Keywords: Reactome, Pathway, Reaction, Model, SBML, Data

1. Introduction

In order to construct a new model, systems biologists often start out by consulting the literature in the field of interest and pulling relevant reactions out of the papers they have read. These reactions then need to be spliced together and laid out, probably using a tool such as CellDesigner [5], which can then export the model as an SBML file or run simulations of the model. The user has to live with the uncertainty of whether they have found all of the relevant literature and whether it is reliable or not. Copying over the reactions by hand to a pathway editing tool is error-prone and time-consuming. This chapter will show how Reactome tools can be used to partially automate this process and increase its reliability.

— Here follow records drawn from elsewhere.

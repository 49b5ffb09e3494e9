/// ThreadCraft - AI-powered Twitter/X thread summarizer, client UI
/// Built with Rust + WASM + Yew

pub mod browser;
pub mod feedback;
pub mod pipeline;
pub mod summary;
pub mod validate;
pub mod ui;

use wasm_bindgen::prelude::*;

// Set up panic hook for better error messages in the browser console
#[wasm_bindgen(start)]
pub fn main() {
    console_error_panic_hook::set_once();
    wasm_logger::init(wasm_logger::Config::default());
}

// Re-export the URL check for JavaScript access
#[wasm_bindgen]
pub fn is_valid_thread_url(url: &str) -> bool {
    validate::is_valid_thread_url(url)
}

// Start the Yew app
#[wasm_bindgen]
pub fn start_app() {
    yew::Renderer::<ui::app::App>::new().render();
}
/// Processing-display sequencing for the summarize flow.
///
/// The step indicator, rotating status texts and typing effect are plain
/// data models advanced tick by tick; the UI layer owns the actual timers
/// and just calls `advance`/`tick` when they fire.

/// Stage labels lit one by one while a summary is generated.
pub const PIPELINE_STEPS: [&str; 4] = [
    "Fetching thread",
    "Extracting tweets",
    "Summarizing",
    "Rendering results",
];

/// Rotating status texts shown with the typing effect.
pub const PROCESSING_TEXTS: [&str; 6] = [
    "Analyzing content...",
    "Extracting key insights...",
    "Processing thread structure...",
    "Identifying main themes...",
    "Generating summary points...",
    "Finalizing results...",
];

/// Delay between lighting consecutive pipeline steps.
pub const STEP_ADVANCE_MS: u32 = 1500;
/// Pause with all steps lit before the sequence clears.
pub const RESTART_HOLD_MS: u32 = 2000;
/// Gap between clearing the steps and relighting the first one.
pub const CLEAR_GAP_MS: u32 = 500;
/// Per-character cadence of the typing effect.
pub const TYPE_TICK_MS: u32 = 50;
/// Pause on a fully typed status text before the next one starts.
pub const TEXT_HOLD_MS: u32 = 1500;

#[derive(Debug, Clone, Copy, PartialEq, Eq)]
enum Phase {
    Advancing,
    Holding,
    Cleared,
}

/// The step indicator: an ordered sequence advanced index-by-index by a
/// single scheduler, looping hold → clear → restart forever.
#[derive(Debug, Clone, PartialEq, Eq)]
pub struct PipelineSequence {
    lit: usize,
    phase: Phase,
}

impl PipelineSequence {
    pub fn new() -> Self {
        PipelineSequence {
            lit: 0,
            phase: Phase::Advancing,
        }
    }

    /// Number of steps currently lit, counted from the front.
    pub fn lit(&self) -> usize {
        self.lit
    }

    pub fn is_lit(&self, index: usize) -> bool {
        index < self.lit
    }

    /// Move the sequence forward one tick. Returns the delay in
    /// milliseconds until the scheduler should call `advance` again.
    pub fn advance(&mut self) -> u32 {
        match self.phase {
            Phase::Advancing => {
                self.lit += 1;
                if self.lit == PIPELINE_STEPS.len() {
                    self.phase = Phase::Holding;
                    RESTART_HOLD_MS
                } else {
                    STEP_ADVANCE_MS
                }
            }
            Phase::Holding => {
                self.lit = 0;
                self.phase = Phase::Cleared;
                CLEAR_GAP_MS
            }
            Phase::Cleared => {
                self.lit = 1;
                self.phase = Phase::Advancing;
                STEP_ADVANCE_MS
            }
        }
    }
}

impl Default for PipelineSequence {
    fn default() -> Self {
        Self::new()
    }
}

/// Cycles through `PROCESSING_TEXTS`, wrapping around.
#[derive(Debug, Clone, Copy, PartialEq, Eq, Default)]
pub struct StatusRotation {
    index: usize,
}

impl StatusRotation {
    pub fn new() -> Self {
        StatusRotation { index: 0 }
    }

    pub fn current(&self) -> &'static str {
        PROCESSING_TEXTS[self.index]
    }

    pub fn advance(&mut self) -> &'static str {
        self.index = (self.index + 1) % PROCESSING_TEXTS.len();
        self.current()
    }
}

/// Character-at-a-time reveal of a status text.
#[derive(Debug, Clone, PartialEq, Eq)]
pub struct TypingText {
    text: &'static str,
    shown: usize,
}

impl TypingText {
    pub fn new(text: &'static str) -> Self {
        TypingText { text, shown: 0 }
    }

    /// Reveal one more character. Returns true while there is more to type.
    pub fn tick(&mut self) -> bool {
        if self.shown < self.text.chars().count() {
            self.shown += 1;
        }
        self.shown < self.text.chars().count()
    }

    pub fn visible(&self) -> String {
        self.text.chars().take(self.shown).collect()
    }

    pub fn is_complete(&self) -> bool {
        self.shown >= self.text.chars().count()
    }
}
/// Browser-API glue: clipboard, share sheet, file download, new-tab open.
///
/// Every failure here is absorbed locally and logged; nothing in this
/// module surfaces an error to the user or breaks the page.
use wasm_bindgen::{JsCast, JsValue};
use wasm_bindgen_futures::JsFuture;
use web_sys::{Blob, BlobPropertyBag, HtmlAnchorElement, HtmlDocument, HtmlTextAreaElement, Url};

fn window() -> Result<web_sys::Window, String> {
    web_sys::window().ok_or_else(|| "No window object".to_string())
}

fn document() -> Result<web_sys::Document, String> {
    window()?
        .document()
        .ok_or_else(|| "No document object".to_string())
}

/// Copy text to the clipboard, falling back to a hidden textarea and
/// `execCommand("copy")` when the async Clipboard API is unavailable.
pub async fn copy_to_clipboard(text: &str) -> Result<(), String> {
    let navigator = window()?.navigator();

    let promise = navigator.clipboard().write_text(text);
    match JsFuture::from(promise).await {
        Ok(_) => Ok(()),
        Err(e) => {
            log::warn!("Clipboard API failed, using textarea fallback: {:?}", e);
            copy_via_textarea(text)
        }
    }
}

fn copy_via_textarea(text: &str) -> Result<(), String> {
    let document = document()?;
    let body = document.body().ok_or_else(|| "No document body".to_string())?;

    let textarea: HtmlTextAreaElement = document
        .create_element("textarea")
        .map_err(|e| format!("Failed to create textarea: {:?}", e))?
        .dyn_into()
        .map_err(|_| "Element was not a textarea".to_string())?;

    textarea.set_value(text);
    let style = textarea.style();
    let _ = style.set_property("position", "fixed");
    let _ = style.set_property("opacity", "0");

    body.append_child(&textarea)
        .map_err(|e| format!("Failed to attach textarea: {:?}", e))?;
    textarea.select();

    let copied = document
        .dyn_ref::<HtmlDocument>()
        .map(|doc| doc.exec_command("copy").unwrap_or(false))
        .unwrap_or(false);

    let _ = body.remove_child(&textarea);

    if copied {
        Ok(())
    } else {
        Err("execCommand copy failed".to_string())
    }
}

/// Open the native share sheet when the browser has one, otherwise copy
/// the URL to the clipboard. Best effort: failures are logged only.
/// Returns true if the share sheet was used, false for the fallback.
pub async fn share_or_copy(title: &str, text: &str, url: &str) -> Result<bool, String> {
    let navigator = window()?.navigator();

    if js_sys::Reflect::has(&navigator, &JsValue::from_str("share")).unwrap_or(false) {
        let data = web_sys::ShareData::new();
        data.set_title(title);
        data.set_text(text);
        data.set_url(url);

        match JsFuture::from(navigator.share_with_data(&data)).await {
            Ok(_) => return Ok(true),
            Err(e) => {
                // User dismissing the sheet lands here too; not an error
                log::warn!("Share sheet unavailable or dismissed: {:?}", e);
            }
        }
    }

    copy_to_clipboard(url).await?;
    Ok(false)
}

/// Offer `content` as a plain-text file download named `filename`.
pub fn download_text(content: &str, filename: &str) -> Result<(), String> {
    let document = document()?;

    let parts = js_sys::Array::new();
    parts.push(&JsValue::from_str(content));

    let options = BlobPropertyBag::new();
    options.set_type("text/plain");

    let blob = Blob::new_with_str_sequence_and_options(&parts, &options)
        .map_err(|e| format!("Failed to create blob: {:?}", e))?;

    let object_url = Url::create_object_url_with_blob(&blob)
        .map_err(|e| format!("Failed to create object URL: {:?}", e))?;

    let clicked = click_download_anchor(&document, &object_url, filename);

    // Revoke whether or not the click went through, so a failed attach
    // does not leak the object URL
    let revoked = Url::revoke_object_url(&object_url)
        .map_err(|e| format!("Failed to revoke object URL: {:?}", e));

    clicked?;
    revoked
}

fn click_download_anchor(
    document: &web_sys::Document,
    object_url: &str,
    filename: &str,
) -> Result<(), String> {
    let body = document.body().ok_or_else(|| "No document body".to_string())?;

    let anchor: HtmlAnchorElement = document
        .create_element("a")
        .map_err(|e| format!("Failed to create anchor: {:?}", e))?
        .dyn_into()
        .map_err(|_| "Element was not an anchor".to_string())?;

    anchor.set_href(object_url);
    anchor.set_download(filename);

    body.append_child(&anchor)
        .map_err(|e| format!("Failed to attach anchor: {:?}", e))?;
    anchor.click();
    let _ = body.remove_child(&anchor);

    Ok(())
}

/// Open a URL in a new tab (report-issue target).
pub fn open_in_new_tab(url: &str) -> Result<(), String> {
    window()?
        .open_with_url_and_target(url, "_blank")
        .map_err(|e| format!("Failed to open tab: {:?}", e))?;
    Ok(())
}

/// Current page URL, used in share and copy-all footers.
pub fn page_href() -> String {
    window()
        .and_then(|w| {
            w.location()
                .href()
                .map_err(|e| format!("Failed to read href: {:?}", e))
        })
        .unwrap_or_default()
}

/// Current page origin, used in the download footer.
pub fn page_origin() -> String {
    window()
        .and_then(|w| {
            w.location()
                .origin()
                .map_err(|e| format!("Failed to read origin: {:?}", e))
        })
        .unwrap_or_default()
}

/// Browser user-agent string for issue reports.
pub fn user_agent() -> String {
    window()
        .map(|w| w.navigator().user_agent().unwrap_or_default())
        .unwrap_or_default()
}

Reactome is a curated, peer-reviewed pathway database. It focuses on pathways in Homo sapiens but also infers pathways to 20 other reference species, using gene orthologies. Curators record pathways, reactions, proteins, small molecules and subcellular compartment, as well as literature references backing up all of the reactions present in a pathway. Comprehensive literature searches are made for each pathway, and only the literature deemed most reliable is actually used. A sophisticated data model allows all of this information to be stored in a computationally accessible and searchable form. In addition, diagrams are hand-drawn for all pathways, and the layout of these diagrams is stored as coordinates for all reactions and participating molecules.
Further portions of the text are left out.